(di Federica Cannas) Pennelli che pesano come martelli e muri che, invece di dividere, raccontano. Il Primo Maggio, tra le tante celebrazioni, ha anche una sua storia silenziosa e potentissima che resiste sui muri del Cile. È la storia della Brigada Ramona Parra, la brigata grafica del Partito Comunista cileno, nata negli anni ’60 e diventata leggenda.

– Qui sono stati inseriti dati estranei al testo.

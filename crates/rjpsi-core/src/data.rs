use std::fmt::Display;

use serde::{Deserialize, Serialize};

use crate::{
    utils::vectors::{Vec3, Vec4},
    RjpsiError, RjpsiResult,
};

/// Event I/O for columnar particle listings.
pub mod io;

/// Status code of stable final-state particles.
pub const FINAL_STATE: i32 = 1;

/// A single generated particle.
///
/// Mother and daughter references are positions in the owning [`GenEvent`]'s particle list.
#[derive(Debug, Clone, PartialEq, Serialize, Deserialize)]
pub struct ParticleRecord {
    /// The signed identity code
    pub pdg_id: i32,
    /// The generator status code (`1` for stable final-state particles)
    pub status: i32,
    /// Electric charge in units of $`e`$
    pub charge: i32,
    /// Four-momentum in GeV
    pub p4: Vec4,
    /// Production vertex in cm
    pub vertex: Vec3,
    /// Whether this is the generator's final copy of the particle before it decays
    pub last_copy: bool,
    /// Whether the particle takes part in the hard scattering
    pub hard_process: bool,
    /// Indices of the mothers, in generator order
    pub mothers: Vec<usize>,
    /// Indices of the daughters, in generator order
    pub daughters: Vec<usize>,
}

impl ParticleRecord {
    /// A particle with no links, no charge, and the last-copy flag set.
    pub fn new(pdg_id: i32, status: i32, p4: Vec4, vertex: Vec3) -> Self {
        Self {
            pdg_id,
            status,
            charge: 0,
            p4,
            vertex,
            last_copy: true,
            hard_process: false,
            mothers: Vec::new(),
            daughters: Vec::new(),
        }
    }

    pub fn with_charge(mut self, charge: i32) -> Self {
        self.charge = charge;
        self
    }

    pub fn with_last_copy(mut self, last_copy: bool) -> Self {
        self.last_copy = last_copy;
        self
    }

    pub fn with_hard_process(mut self, hard_process: bool) -> Self {
        self.hard_process = hard_process;
        self
    }

    pub fn is_final_state(&self) -> bool {
        self.status == FINAL_STATE
    }

    pub fn pt(&self) -> f64 {
        self.p4.pt()
    }

    pub fn eta(&self) -> f64 {
        self.p4.eta()
    }

    pub fn phi(&self) -> f64 {
        self.p4.phi()
    }

    pub fn rapidity(&self) -> f64 {
        self.p4.rapidity()
    }

    pub fn mass(&self) -> f64 {
        self.p4.m()
    }
}

/// Run, luminosity block and event numbers plus the per-event generator scalars.
#[derive(Debug, Clone, Copy, PartialEq, Serialize, Deserialize)]
pub struct EventHeader {
    pub run: u32,
    pub lumi: u32,
    pub event: u64,
    /// The hard-process energy scale, or NaN if the source has none
    pub qscale: f64,
    /// The generator weight
    pub weight: f64,
}

impl Default for EventHeader {
    fn default() -> Self {
        Self {
            run: 1,
            lumi: 1,
            event: 0,
            qscale: f64::NAN,
            weight: 1.0,
        }
    }
}

/// One generated event, stored as an arena of [`ParticleRecord`]s.
///
/// Every mother and daughter index is checked against the arena when the event is built, so
/// traversals never go out of bounds.
#[derive(Debug, Clone, PartialEq, Serialize, Deserialize)]
pub struct GenEvent {
    header: EventHeader,
    particles: Vec<ParticleRecord>,
}

impl GenEvent {
    /// Build an event, checking that every reference lands inside it.
    pub fn new(header: EventHeader, particles: Vec<ParticleRecord>) -> RjpsiResult<Self> {
        let n_particles = particles.len();
        for (index, particle) in particles.iter().enumerate() {
            if let Some(&reference) = particle
                .mothers
                .iter()
                .chain(&particle.daughters)
                .find(|&&reference| reference >= n_particles)
            {
                return Err(RjpsiError::InvalidParticleReference {
                    event: header.event,
                    particle: index,
                    reference,
                    n_particles,
                });
            }
        }
        Ok(Self { header, particles })
    }

    pub fn header(&self) -> &EventHeader {
        &self.header
    }

    pub fn particles(&self) -> &[ParticleRecord] {
        &self.particles
    }

    /// Panics if `index` is out of range.
    pub fn particle(&self, index: usize) -> &ParticleRecord {
        &self.particles[index]
    }

    pub fn len(&self) -> usize {
        self.particles.len()
    }

    pub fn is_empty(&self) -> bool {
        self.particles.is_empty()
    }

    /// Indices of all particles for which `predicate` holds, in arena order.
    pub fn select<F>(&self, predicate: F) -> Vec<usize>
    where
        F: Fn(&ParticleRecord) -> bool,
    {
        self.particles
            .iter()
            .enumerate()
            .filter(|(_, particle)| predicate(particle))
            .map(|(index, _)| index)
            .collect()
    }
}

impl Display for GenEvent {
    fn fmt(&self, f: &mut std::fmt::Formatter<'_>) -> std::fmt::Result {
        writeln!(
            f,
            "Event {}:{}:{} (qscale = {}, weight = {}):",
            self.header.run,
            self.header.lumi,
            self.header.event,
            self.header.qscale,
            self.header.weight
        )?;
        for (index, particle) in self.particles.iter().enumerate() {
            writeln!(
                f,
                "  {index:>4} id {:>8} status {:>3} {} mothers {:?} daughters {:?}",
                particle.pdg_id,
                particle.status,
                particle.p4.to_p4_string(),
                particle.mothers,
                particle.daughters
            )?;
        }
        Ok(())
    }
}

/// Incrementally assembles a [`GenEvent`], keeping mother and daughter lists consistent.
#[derive(Debug, Clone, Default)]
pub struct GenEventBuilder {
    header: EventHeader,
    particles: Vec<ParticleRecord>,
}

impl GenEventBuilder {
    pub fn new(header: EventHeader) -> Self {
        Self {
            header,
            particles: Vec::new(),
        }
    }

    /// Append a particle and return its index.
    pub fn add(&mut self, particle: ParticleRecord) -> usize {
        self.particles.push(particle);
        self.particles.len() - 1
    }

    /// Append a particle as a daughter of each of `mothers` and return its index.
    pub fn add_with_mothers(&mut self, particle: ParticleRecord, mothers: &[usize]) -> usize {
        let index = self.add(particle);
        for &mother in mothers {
            self.link(mother, index);
        }
        index
    }

    /// Record a mother-daughter edge on both particles. Out-of-range indices are reported by
    /// [`GenEventBuilder::build`].
    pub fn link(&mut self, mother: usize, daughter: usize) {
        if let Some(particle) = self.particles.get_mut(daughter) {
            particle.mothers.push(mother);
        }
        if let Some(particle) = self.particles.get_mut(mother) {
            particle.daughters.push(daughter);
        }
    }

    pub fn build(self) -> RjpsiResult<GenEvent> {
        GenEvent::new(self.header, self.particles)
    }
}

/// Indices of the particles of interest in [`test_event`].
pub mod test_indices {
    pub const B_QUARK: usize = 1;
    pub const ANTI_B_QUARK: usize = 2;
    pub const BC: usize = 4;
    pub const JPSI: usize = 5;
    pub const EXTRA_MU: usize = 6;
    pub const NU_MU: usize = 7;
    pub const MU_TRAILING: usize = 8;
    pub const MU_LEADING: usize = 9;
}

/// The production vertex of the $`B_c^+`$ in [`test_event`].
pub const TEST_PV: Vec3 = Vec3::new(0.01, 0.02, -0.5);
/// The decay vertex of the $`B_c^+`$ in [`test_event`], 2 mm away from [`TEST_PV`].
pub const TEST_SV: Vec3 = Vec3::new(0.13, 0.18, -0.5);

/// An event that can be used to test the inspector. It contains
/// $`B_c^+ \to J/\psi(\to \mu^+\mu^-)\,\mu^+\nu_\mu`$ with a 30 GeV $`B_c^+`$ of mass 5.28 GeV,
/// muons of 10 and 5 GeV from the $`J/\psi`$, and a flight distance of 2 mm.
pub fn test_event() -> GenEvent {
    use test_indices::*;
    let origin = Vec3::zero();
    let mut builder = GenEventBuilder::new(EventHeader {
        run: 1,
        lumi: 7,
        event: 1234,
        qscale: 42.5,
        weight: 1.0,
    });
    let beam = builder.add(
        ParticleRecord::new(2212, 4, Vec4::new(0.0, 0.0, 6500.0, 6500.0), origin).with_charge(1),
    );
    let b = builder.add_with_mothers(
        ParticleRecord::new(5, 23, Vec4::from_pt_eta_phi_m(35.0, 0.25, 0.6, 4.8), origin)
            .with_hard_process(true),
        &[beam],
    );
    let bbar = builder.add_with_mothers(
        ParticleRecord::new(-5, 23, Vec4::from_pt_eta_phi_m(22.0, -1.4, -2.5, 4.8), origin)
            .with_hard_process(true),
        &[beam],
    );
    debug_assert_eq!((b, bbar), (B_QUARK, ANTI_B_QUARK));
    let string = builder.add_with_mothers(
        ParticleRecord::new(92, 2, Vec4::from_pt_eta_phi_m(32.0, 0.3, 0.6, 12.0), origin),
        &[b, bbar],
    );
    let bc_p4 = Vec4::from_pt_eta_phi_m(30.0, 0.3, 0.6, 5.28);
    let bc = builder.add_with_mothers(
        ParticleRecord::new(541, 2, bc_p4, TEST_PV).with_charge(1),
        &[string],
    );
    let mu_leading = Vec4::from_pt_eta_phi_m(10.0, 0.3, 0.5, 0.105_658_375_5);
    let mu_trailing = Vec4::from_pt_eta_phi_m(5.0, 0.1, 0.9, 0.105_658_375_5);
    let mu_extra = Vec4::from_pt_eta_phi_m(4.0, 0.4, 0.2, 0.105_658_375_5);
    let jpsi_p4 = mu_leading + mu_trailing;
    let jpsi = builder.add_with_mothers(ParticleRecord::new(443, 2, jpsi_p4, TEST_SV), &[bc]);
    let extra = builder.add_with_mothers(
        ParticleRecord::new(-13, 1, mu_extra, TEST_SV).with_charge(1),
        &[bc],
    );
    let neutrino = builder.add_with_mothers(
        ParticleRecord::new(14, 1, bc_p4 - jpsi_p4 - mu_extra, TEST_SV),
        &[bc],
    );
    // trailing muon comes first in the arena, so pt ordering has to come from sorting
    let trailing = builder.add_with_mothers(
        ParticleRecord::new(13, 1, mu_trailing, TEST_SV).with_charge(-1),
        &[jpsi],
    );
    let leading = builder.add_with_mothers(
        ParticleRecord::new(-13, 1, mu_leading, TEST_SV).with_charge(1),
        &[jpsi],
    );
    debug_assert_eq!(
        (bc, jpsi, extra, neutrino, trailing, leading),
        (BC, JPSI, EXTRA_MU, NU_MU, MU_TRAILING, MU_LEADING)
    );
    GenEvent {
        header: builder.header,
        particles: builder.particles,
    }
}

Non facevano comizi, ma murales. Non urlavano slogan, ma li dipingevano con i colori primari, netti e vibranti, su superfici polverose, sotto la luna, tra le strade di Santiago e delle città minori. Erano studenti, operai, artisti, ragazze e ragazzi. Una vera brigata, nel senso militante e affettivo del termine. Il loro nome, Ramona Parra, era già tutto un programma. Una giovane operaia, uccisa durante una manifestazione sindacale nel 1946. Il loro modo di lottare era far esplodere la vita sui muri, laddove il potere cercava di cancellare ogni traccia di umanità.
Nel Cile che sognava un socialismo umano e popolare, fatto di empanadas condivise e bicchieri di vino rosso, i murales della Brigada raccontavano il lavoro non come fatica, ma come orgoglio. Mani enormi che stringevano attrezzi, volti sereni ma fieri, contadini, minatori, madri. Ogni muro era una piazza alternativa, una manifestazione silenziosa. Si dipingeva per dare dignità, per gridare a colori, per occupare lo spazio pubblico con le immagini di chi lo costruiva davvero.
I loro muri parlavano una lingua semplice e potente, fatta di simboli che si ripetevano.
Una stella rossa dentro una goccia di sangue tracciava la memoria di Ramona e di ogni vita spezzata per la giustizia. Mani enormi, capaci di sollevare il mondo, stringevano martelli, falci o spighe, perché il lavoro, per loro, era sacro. I volti, sempre fermi e fieri, erano quelli del popolo: operai, contadine, madri, studenti. Nessun eroe solitario. Solo umanità in lotta.
Tra le figure stilizzate si alzavano uccelli colorati, simboli di libertà e speranza, mentre linee nere spesse delineavano ogni contorno, come a dire “qui nessuno verrà cancellato”. I colori erano i primari. Rosso, blu, giallo. Essenziali e vivi, come le emozioni più profonde. Nulla era casuale. Tutto era politica, ma anche poesia.
Guardando quei muri, si capiva subito da che parte stavano. Dà quella di chi lavora, sogna e resiste.
Il Primo Maggio, per loro, era un’occasione per lasciare un segno. Si organizzavano come un’orchestra. Chi tracciava i contorni, chi riempiva di rosso, di blu, di nero. Un lavoro collettivo, sincronizzato, pieno di ritmo. Una vera e propria militanza artistica. E se la dittatura veniva a cancellare quei murales, loro tornavano. E li rifacevano. Ancora più grandi. Ancora più vivi.
Non c’era firma. Nessun nome. Solo un simbolo. E un senso di comunità che oggi sembra quasi rivoluzionario. Nessuno si prendeva il merito, perché il merito era del popolo.
Oggi, i murales della Brigada Ramona Parra continuano ad apparire nei quartieri popolari del Cile, come tracce vive di un’idea di mondo dove il lavoro non è sfruttamento, ma dignità, non è solitudine, ma alleanza. Dove l’arte non è decoro, ma messaggio. Dove ogni pennellata continua a dire ciò che nessun telegiornale racconta.
Nel giorno che celebra chi lavora, chi resiste, chi costruisce con le mani e con la testa, ricordiamoci anche di loro. Di chi ha trasformato i muri in voci, e il colore in una forma di lotta che non sbiadisce. Il Primo Maggio della Brigada Ramona Parra è un grido dipinto che continua a parlare.